Elles régnent l’une et l’autre en cette scène, sublime deux fois : par la beauté morale et par la beauté de la musique. Wotan punit, mais il pardonne, et Brunnhilde se soumet sans s’humilier. Pas de révolte ni de honte en elle ; en lui, plus de colère. Que dis-je, presque plus de souffrance. Après l’étreinte suprême, après le spasme de la douleur et de la tendresse paternelle, tout se calme, tout se recueille dans la paix auguste des expiations nécessaires et des sacrifices acceptés.
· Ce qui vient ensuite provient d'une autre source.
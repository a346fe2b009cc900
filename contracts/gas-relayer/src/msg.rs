use cosmwasm_schema::{cw_serde, QueryResponses};
use cosmwasm_std::{Addr, HexBinary, Uint128};
use lz_endpoint_api::{ChainId, LzReceiveMsg};
use msgs_derive::EnsurePermissions;

#[cw_serde]
pub struct InstantiateMsg {
    pub admin_address: String,
    /// Address of the messaging layer endpoint on this chain
    pub endpoint_address: String,
    /// Native denom in which relay fees are paid and gas is delivered
    pub denom: String,
    /// Flat fee retained per relay. Defaults to 50,000,000 when omitted.
    pub protocol_fee: Option<Uint128>,
    /// Amount of `denom` delivered to the recipient of each inbound relay
    pub delivery_amount: Uint128,
    /// If set, relays are only sent to chains that have a trusted remote configured
    pub require_trusted_destination: bool,
    /// Initial trusted remotes
    pub trusted_remotes: Vec<TrustedRemote>,
}

#[cw_serde]
pub struct TrustedRemote {
    pub chain_id: ChainId,
    /// Remote relayer address bytes followed by this relayer's address bytes
    pub path: HexBinary,
}

#[cw_serde]
#[derive(EnsurePermissions)]
pub enum ExecuteMsg {
    /// Pay to have gas delivered to `recipient` on the destination chain.
    /// Without an explicit recipient the caller's own address is used, which then must be 20 bytes long.
    #[permission(Any)]
    Relay {
        destination_chain_id: ChainId,
        recipient: Option<HexBinary>,
    },
    /// Inbound delivery, only callable by the messaging layer endpoint
    #[permission(Specific(endpoint))]
    LzReceive(LzReceiveMsg),
    /// Delivery stage of an inbound message, only callable by the relayer itself
    #[permission(Specific(own_address))]
    NonblockingLzReceive(LzReceiveMsg),
    /// Retry a delivery that previously failed and was stored
    #[permission(Any)]
    RetryMessage(LzReceiveMsg),

    #[permission(Admin)]
    SetTrustedRemote { chain_id: ChainId, path: HexBinary },
    /// Trust `remote_address` on `chain_id`, deriving the path from this relayer's own address
    #[permission(Admin)]
    SetTrustedRemoteAddress {
        chain_id: ChainId,
        remote_address: HexBinary,
    },
    #[permission(Admin)]
    RemoveTrustedRemote { chain_id: ChainId },
    #[permission(Admin)]
    SetProtocolFee { protocol_fee: Uint128 },
    #[permission(Admin)]
    SetDeliveryAmount { delivery_amount: Uint128 },
    #[permission(Admin)]
    SetOutboundPolicy { require_trusted_destination: bool },
    /// Add the attached funds to the balance used for deliveries
    #[permission(Any)]
    TopUp,
    #[permission(Admin)]
    Withdraw { recipient: String, amount: Uint128 },
    #[permission(Admin)]
    UpdateAdmin { new_admin_address: String },
}

#[cw_serde]
#[derive(QueryResponses)]
pub enum QueryMsg {
    /// Total amount to attach to a `Relay` call: the live transport fee plus the protocol fee
    #[returns(Uint128)]
    EstimateFeeRelay {
        destination_chain_id: ChainId,
        recipient: HexBinary,
    },
    #[returns(ConfigResponse)]
    Config,
    #[returns(Option<HexBinary>)]
    TrustedRemote { chain_id: ChainId },
    #[returns(bool)]
    IsTrustedRemote { chain_id: ChainId, path: HexBinary },
    /// Payload hash of a stored failed delivery
    #[returns(Option<HexBinary>)]
    FailedMessage {
        src_chain_id: ChainId,
        src_address: HexBinary,
        nonce: u64,
    },
    #[returns(Addr)]
    Admin,
    #[returns(u64)]
    RelaysSent,
}

#[cw_serde]
pub struct ConfigResponse {
    pub endpoint: Addr,
    pub denom: String,
    pub protocol_fee: Uint128,
    pub delivery_amount: Uint128,
    pub require_trusted_destination: bool,
}
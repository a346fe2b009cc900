use cosmwasm_std::HexBinary;
use error_stack::{Result, ResultExt};
use serde::Deserialize;

#[derive(thiserror::Error, Debug)]
pub enum Error {
    #[error("failed to parse the deployment file")]
    Parse,
}

/// Per-chain deployment file of a gas relayer.
#[derive(Deserialize, Debug, PartialEq)]
#[serde(deny_unknown_fields)]
pub struct DeploymentConfig {
    pub admin: String,
    pub denom: String,
    pub protocol_fee: Option<u128>,
    pub delivery_amount: u128,
    #[serde(default)]
    pub require_trusted_destination: bool,
    /// Overrides the endpoint registered for the network
    pub endpoint: Option<String>,
    #[serde(default)]
    pub trusted_remotes: Vec<TrustedRemoteConfig>,
}

/// Remote chain and path of a trusted remote. The chain is given either by its messaging layer
/// id or by its public id, which is resolved through the chain id registry.
#[derive(Deserialize, Debug, PartialEq)]
#[serde(deny_unknown_fields)]
pub struct TrustedRemoteConfig {
    pub chain_id: Option<u16>,
    pub public_chain_id: Option<u64>,
    pub path: HexBinary,
}

impl DeploymentConfig {
    pub fn parse(content: &str) -> Result<Self, Error> {
        toml::from_str(content).change_context(Error::Parse)
    }
}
Quelques momens encore le dieu garde son enfant entre ses bras et l’endort. De quelle divine berceuse ! « Ces yeux resplendissant, qu’avec un sourire, dans l’ivresse des combats, j’effleurais de ma bouche, ces yeux qui me riaient dans les orages… avec un dernier baiser je leur dis adieu. Pour un mortel plus fortuné se rallumeront leurs étoiles, qui s’éteignent aujourd’hui pour un immortel malheureux. » Magnifiquement lente et sereine, la phrase vocale se déroule. Au-dessous, la berceuse ne cesse de murmurer ; elle circule à travers les accords qui s’éteignent ; avec la douceur d’une caresse errante elle effleure tour à tour les deux modes, le mineur mélancolique et le majeur souriant ; elle se perd enfin dans une suite descendante d’harmonies enchanteresses, où sous la lèvre de Wotan on croit sentir la vie divine se retirer entement, et comme à regret, des beaux yeux qu’elle abandonne. Wagner a compris qu’il fallait finir non dans la violence, mais dans la douceur. Il a fait à dessein « l’incantation du feu » légère et voltigeante. Ce n’est pas au feu qui dévore, mais au feu qui protège, c’est à des flammes amies que Wotan remet la garde de sa fille ; le motif du sommeil se combine sans peur avec celui du feu, et sous la pluie des étincelles, la berceuse berce, berce toujours. Wotan s’éloigne, disparaît à travers la fumée, escorté par le thème des adieux. Tout se tait ; l’air embrasé brûle silencieusement, et très bas l’orchestre exhale une dernière fois le thème de la pitié de Brunnhilde, comme si la dormeuse divine rêvait encore de compassion, de sacrifice et d’amour.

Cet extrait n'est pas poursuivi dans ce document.